Through the themes of mapping, sustainability, landscape and population, a new fall exhibition at the Palo Alto Art Center will encourage viewers to reconsider their relationships to the places in which they live, work and play.
The exhibition, Front Yard/Backstreet, explores the connections between people and their communities through photographs, drawings, installation and new media works by a range of contemporary artists from the Bay Area and beyond. Artists in Front Yard/Backstreet encourage us to see our communities in new ways, by showcasing unique and unexpected features of our landscapes, neighborhoods, blocks and parks, and the businesses and people who inhabit them. Through themes of mapping, landscape, and population, the exhibition reveals the unseen or undiscovered parts of our communities, encouraging us to reconsider our relationships to the places in which we live, work, and play.
The exhibition is free to the public and on view from Sept. 19-Dec. 13, 2015 at the Palo Alto Art Center, 1313 Newell Road, Palo Alto, CA. A special Opening Celebration will be held on Sept. 18, 7-10 p.m., at the Art Center, featuring live music, food truck fare and drinks for purchase and artmaking activities. Visit
https://www.cityofpaloalto.org/artcenter for more information.
Artists in Front Yard/Backstreet find inspiration in the form of maps to create new and innovative artworks that explore our relationship to place. Val Britton refers to her complex mixed-media works as “emotional landscapes” that suggest imagined roadways, land masses and oceans. Craig Dorety in collaboration with Jim Campbell creates an illusion of a three-dimensional urban landscape in a two-dimensional format in Inverted Pixel Array—Street Scene NYC. In her laser-cut works, installations, and FRICKbits app, Laurie Frick tracks and visualizes personal data—including her walking and sleep patterns. Matt Gonzalez assembles street-grid collages from found materials to create his urban landscapes. Lordy Rodriguez uses the language of cartography to explore the cultural and historic identities of our community.
Kate Pocrass encourages viewers to see the everyday in a new light in her This is Happiness: Palo Alto map, which will be available free for all. In July, Pocrass asked residents to identify places—known and hidden—that make them happy. Participants provided input through an electronic survey and interviews, which was interpreted by Pocrass and used to create her unique map.

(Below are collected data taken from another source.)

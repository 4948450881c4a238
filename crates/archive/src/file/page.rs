//! Page file format.
//!
//! A page holds a contiguous run of a table's slots for a fixed list of
//! channels. Slots sit at fixed offsets, so writing a slice or a single
//! value is an overwrite in place.
//!
//! ## File Structure
//!
//! ```text
//! ┌─────────────────────────────────────────────────────────────┐
//! │  Page Header (40 bytes)                                      │
//! │  - Magic: "ARCP" (4 bytes)                                   │
//! │  - Version: u16 (2 bytes) = 1                                │
//! │  - Reserved: 2 bytes                                         │
//! │  - Page Number: u32 (4 bytes)                                │
//! │  - Slot Count: u32 (4 bytes)                                 │
//! │  - Channel List ID: u64 (8 bytes)                            │
//! │  - Channel Count: u32 (4 bytes)                              │
//! │  - Header CRC32: u32 (4 bytes)                               │
//! │  - Reserved: 8 bytes                                         │
//! ├─────────────────────────────────────────────────────────────┤
//! │  Channel Numbers: i32 × channel count                        │
//! ├─────────────────────────────────────────────────────────────┤
//! │  Slots (repeated slot count times)                           │
//! │  - Timestamp: i64 epoch millis, 0 = empty (8 bytes)          │
//! │  - Per channel: f64 value (8 bytes) + u8 status (1 byte)     │
//! └─────────────────────────────────────────────────────────────┘
//! ```
//!
//! The header CRC covers the first 28 header bytes and the channel numbers.

use crate::data::{from_millis, to_millis, ChannelNumberList, ChannelValue, Timestamp};
use crate::error::{ArchiveError, Result};
use std::fs::{File, OpenOptions};
use std::io::{Read, Seek, SeekFrom, Write};
use std::path::{Path, PathBuf};

/// Magic bytes of a page file: "ARCP"
pub const PAGE_MAGIC: [u8; 4] = *b"ARCP";

/// Current page format version.
pub const PAGE_VERSION: u16 = 1;

/// Page header size in bytes.
pub const PAGE_HEADER_SIZE: usize = 40;

/// Size of a slot timestamp in bytes.
pub const SLOT_TIMESTAMP_SIZE: usize = 8;

/// Size of one stored channel value in bytes.
pub const VALUE_SIZE: usize = 9;

/// Upper bound on channels per page accepted when reading.
pub const MAX_PAGE_CHANNELS: u32 = 1 << 20;

const EMPTY_SLOT: i64 = 0;

/// Page header with its channel list.
#[derive(Debug, Clone)]
pub struct PageHeader {
    /// Page number inside the table.
    pub page_number: u32,
    /// Number of slots in the page.
    pub slot_count: u32,
    /// Channels stored in every slot.
    pub channels: ChannelNumberList,
}

impl PageHeader {
    /// Creates a header.
    pub fn new(page_number: u32, slot_count: u32, channels: ChannelNumberList) -> Self {
        Self {
            page_number,
            slot_count,
            channels,
        }
    }

    /// Size of one slot in bytes.
    pub fn slot_size(&self) -> usize {
        slot_size(self.channels.len())
    }

    /// Offset of the first slot.
    pub fn data_offset(&self) -> u64 {
        (PAGE_HEADER_SIZE + 4 * self.channels.len()) as u64
    }

    /// Total file size.
    pub fn file_size(&self) -> u64 {
        self.data_offset() + u64::from(self.slot_count) * self.slot_size() as u64
    }

    fn fixed_bytes(&self) -> [u8; PAGE_HEADER_SIZE] {
        let mut buf = [0u8; PAGE_HEADER_SIZE];
        // Magic (4 bytes)
        buf[0..4].copy_from_slice(&PAGE_MAGIC);
        // Version (2 bytes)
        buf[4..6].copy_from_slice(&PAGE_VERSION.to_le_bytes());
        // Reserved (2 bytes)
        // Page number (4 bytes)
        buf[8..12].copy_from_slice(&self.page_number.to_le_bytes());
        // Slot count (4 bytes)
        buf[12..16].copy_from_slice(&self.slot_count.to_le_bytes());
        // Channel list ID (8 bytes)
        buf[16..24].copy_from_slice(&self.channels.list_id().to_le_bytes());
        // Channel count (4 bytes)
        buf[24..28].copy_from_slice(&(self.channels.len() as u32).to_le_bytes());
        // Header CRC (4 bytes), then reserved (8 bytes)
        buf
    }

    /// Writes the header and channel numbers using little-endian byte order.
    pub fn write_to<W: Write>(&self, writer: &mut W) -> Result<()> {
        let mut buf = self.fixed_bytes();
        let numbers = encode_numbers(self.channels.numbers());
        let crc = header_crc(&buf, &numbers);
        buf[28..32].copy_from_slice(&crc.to_le_bytes());

        writer.write_all(&buf)?;
        writer.write_all(&numbers)?;
        Ok(())
    }

    /// Reads a header.
    ///
    /// `lookup` may supply the channel list for the stored list ID. A supplied
    /// list that passes the checksum is reused and the channel numbers on disk
    /// are skipped.
    ///
    /// # Errors
    ///
    /// Returns `ArchiveError::InvalidMagic`, `ArchiveError::UnsupportedVersion`
    /// or `ArchiveError::ChecksumMismatch` for damaged headers.
    pub fn read_from<R: Read + Seek>(
        reader: &mut R,
        lookup: impl FnOnce(u64) -> Option<ChannelNumberList>,
    ) -> Result<Self> {
        let mut buf = [0u8; PAGE_HEADER_SIZE];
        reader.read_exact(&mut buf)?;

        // Magic (4 bytes)
        let magic: [u8; 4] = buf[0..4].try_into().unwrap();
        if magic != PAGE_MAGIC {
            return Err(ArchiveError::InvalidMagic {
                expected: PAGE_MAGIC,
                actual: magic,
            });
        }

        // Version (2 bytes)
        let version = u16::from_le_bytes(buf[4..6].try_into().unwrap());
        if version > PAGE_VERSION {
            return Err(ArchiveError::UnsupportedVersion(version));
        }

        let page_number = u32::from_le_bytes(buf[8..12].try_into().unwrap());
        let slot_count = u32::from_le_bytes(buf[12..16].try_into().unwrap());
        let list_id = u64::from_le_bytes(buf[16..24].try_into().unwrap());
        let channel_count = u32::from_le_bytes(buf[24..28].try_into().unwrap());
        let expected = u32::from_le_bytes(buf[28..32].try_into().unwrap());
        buf[28..32].fill(0);

        if channel_count > MAX_PAGE_CHANNELS {
            return Err(ArchiveError::ChecksumMismatch {
                expected,
                actual: 0,
            });
        }

        if let Some(cached) = lookup(list_id) {
            let numbers = encode_numbers(cached.numbers());
            if cached.len() == channel_count as usize && header_crc(&buf, &numbers) == expected {
                reader.seek(SeekFrom::Current(numbers.len() as i64))?;
                return Ok(Self::new(page_number, slot_count, cached));
            }
        }

        let mut numbers = vec![0u8; 4 * channel_count as usize];
        reader.read_exact(&mut numbers)?;
        let actual = header_crc(&buf, &numbers);
        if actual != expected {
            return Err(ArchiveError::ChecksumMismatch { expected, actual });
        }

        let channels = numbers
            .chunks_exact(4)
            .map(|chunk| i32::from_le_bytes(chunk.try_into().unwrap()))
            .collect();
        Ok(Self::new(
            page_number,
            slot_count,
            ChannelNumberList::with_id(list_id, channels),
        ))
    }
}

fn slot_size(channel_count: usize) -> usize {
    SLOT_TIMESTAMP_SIZE + VALUE_SIZE * channel_count
}

fn encode_numbers(numbers: &[i32]) -> Vec<u8> {
    numbers.iter().flat_map(|n| n.to_le_bytes()).collect()
}

fn header_crc(fixed: &[u8; PAGE_HEADER_SIZE], numbers: &[u8]) -> u32 {
    let mut hasher = crc32fast::Hasher::new();
    hasher.update(&fixed[0..28]);
    hasher.update(numbers);
    hasher.finalize()
}

fn encode_value(value: &ChannelValue, out: &mut [u8]) {
    out[0..8].copy_from_slice(&value.value.to_le_bytes());
    out[8] = value.status;
}

fn decode_value(bytes: &[u8]) -> ChannelValue {
    ChannelValue {
        value: f64::from_le_bytes(bytes[0..8].try_into().unwrap()),
        status: bytes[8],
    }
}

/// Slots read from a page in one pass.
#[derive(Debug, Clone)]
pub struct SlotBlock {
    first: u32,
    slot_size: usize,
    bytes: Vec<u8>,
}

impl SlotBlock {
    /// Index of the first slot in the block.
    pub fn first(&self) -> u32 {
        self.first
    }

    /// Number of slots in the block.
    pub fn len(&self) -> usize {
        self.bytes.len() / self.slot_size
    }

    /// Returns true if the block holds no slots.
    pub fn is_empty(&self) -> bool {
        self.bytes.is_empty()
    }

    /// Timestamp of the `i`-th slot of the block, `None` if the slot is empty.
    pub fn timestamp(&self, i: usize) -> Option<Timestamp> {
        let offset = i * self.slot_size;
        let millis = i64::from_le_bytes(self.bytes[offset..offset + 8].try_into().unwrap());
        (millis != EMPTY_SLOT).then(|| from_millis(millis))
    }

    /// Value of a channel column in the `i`-th slot of the block.
    pub fn value(&self, i: usize, column: usize) -> ChannelValue {
        let offset = i * self.slot_size + SLOT_TIMESTAMP_SIZE + column * VALUE_SIZE;
        decode_value(&self.bytes[offset..offset + VALUE_SIZE])
    }
}

/// An open page file.
#[derive(Debug)]
pub struct PageFile {
    path: PathBuf,
    file: File,
    header: PageHeader,
}

impl PageFile {
    /// Creates a page with every slot empty, replacing any existing file.
    pub fn create(path: &Path, header: PageHeader) -> Result<Self> {
        let mut file = OpenOptions::new()
            .read(true)
            .write(true)
            .create(true)
            .truncate(true)
            .open(path)?;
        header.write_to(&mut file)?;
        file.set_len(header.file_size())?;
        Ok(Self {
            path: path.to_path_buf(),
            file,
            header,
        })
    }

    /// Opens an existing page.
    ///
    /// # Errors
    ///
    /// Returns the header errors of [`PageHeader::read_from`], and
    /// `ArchiveError::CorruptPage` if the file is shorter than its layout.
    pub fn open(
        path: &Path,
        lookup: impl FnOnce(u64) -> Option<ChannelNumberList>,
    ) -> Result<Self> {
        let mut file = OpenOptions::new().read(true).write(true).open(path)?;
        let header = PageHeader::read_from(&mut file, lookup)?;
        let len = file.metadata()?.len();
        if len < header.file_size() {
            return Err(ArchiveError::CorruptPage {
                path: path.to_path_buf(),
                reason: format!("file has {} bytes, layout needs {}", len, header.file_size()),
            });
        }
        Ok(Self {
            path: path.to_path_buf(),
            file,
            header,
        })
    }

    /// Path of the page file.
    pub fn path(&self) -> &Path {
        &self.path
    }

    /// Header of the page.
    pub fn header(&self) -> &PageHeader {
        &self.header
    }

    fn slot_offset(&self, index: u32) -> Result<u64> {
        if index >= self.header.slot_count {
            return Err(ArchiveError::CorruptPage {
                path: self.path.clone(),
                reason: format!(
                    "slot {} out of range ({} slots)",
                    index, self.header.slot_count
                ),
            });
        }
        Ok(self.header.data_offset() + u64::from(index) * self.header.slot_size() as u64)
    }

    /// Writes a whole slot. `values` are aligned with the page channels.
    pub fn write_slot(
        &mut self,
        index: u32,
        timestamp: Timestamp,
        values: &[ChannelValue],
    ) -> Result<()> {
        let offset = self.slot_offset(index)?;
        let mut buf = vec![0u8; self.header.slot_size()];
        buf[0..8].copy_from_slice(&to_millis(timestamp).to_le_bytes());
        for (column, value) in values.iter().take(self.header.channels.len()).enumerate() {
            let start = SLOT_TIMESTAMP_SIZE + column * VALUE_SIZE;
            encode_value(value, &mut buf[start..start + VALUE_SIZE]);
        }

        self.file.seek(SeekFrom::Start(offset))?;
        self.file.write_all(&buf)?;
        Ok(())
    }

    /// Writes one channel value of a slot and stamps the slot.
    pub fn write_value(
        &mut self,
        index: u32,
        timestamp: Timestamp,
        column: usize,
        value: &ChannelValue,
    ) -> Result<()> {
        let offset = self.slot_offset(index)?;
        let mut buf = [0u8; VALUE_SIZE];
        encode_value(value, &mut buf);

        self.file.seek(SeekFrom::Start(offset))?;
        self.file.write_all(&to_millis(timestamp).to_le_bytes())?;
        self.file
            .seek(SeekFrom::Start(offset + (SLOT_TIMESTAMP_SIZE + column * VALUE_SIZE) as u64))?;
        self.file.write_all(&buf)?;
        Ok(())
    }

    /// Reads slots `[first, last)`.
    pub fn read_slots(&mut self, first: u32, last: u32) -> Result<SlotBlock> {
        let last = last.min(self.header.slot_count);
        let slot_size = self.header.slot_size();
        if first >= last {
            return Ok(SlotBlock {
                first,
                slot_size,
                bytes: Vec::new(),
            });
        }

        let offset = self.slot_offset(first)?;
        let mut bytes = vec![0u8; (last - first) as usize * slot_size];
        self.file.seek(SeekFrom::Start(offset))?;
        self.file.read_exact(&mut bytes)?;
        Ok(SlotBlock {
            first,
            slot_size,
            bytes,
        })
    }

    /// Flushes written data to disk.
    pub fn sync(&self) -> Result<()> {
        self.file.sync_data()?;
        Ok(())
    }
}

Deeply concerned with the environmental fragility of our coasts and marshes, artist Tanja Geis presents a site-specific installation created from mud collected from the nearby Baylands. Amanda Marchand’s compelling photographs offer us a rarely-seen view of gardens at night. Tracey Snelling plays with scale in her miniature dwellings, adding video to suggest alternate narratives. Incorporating traditional photographic processes with satellite imagery culled from Google maps, Greg Stimac addresses the power of landscape in shaping community identity.
Artists in Front Yard/Backstreet highlight the populations in our community that we may not, or choose not to see, or provide novel perspectives on the people we see every day. Robin Lasser and Adrienne Pao create dress tents that humorously blend performance, sculpture and photography to challenge representations of women by exploring what lies underneath the façade (or under the dress). Whitney Lynn’s video documents famous San Francisco street performer, Greg Jacobs (a.k.a. Bushman). Arne Svenson employs unique compositional techniques to elevate the manual laborers who are his subjects.
In meticulously detailed pencil drawings, Joel Daniel Phillips spotlights residents of the Buena Vista Mobile Home community, work produced during a residency at the Palo Alto Art Center. Phillips is interested in highlighting communities that are often overlooked. His artistic process begins by spending time with individuals and families from those communities that are open to having their stories told through visual means.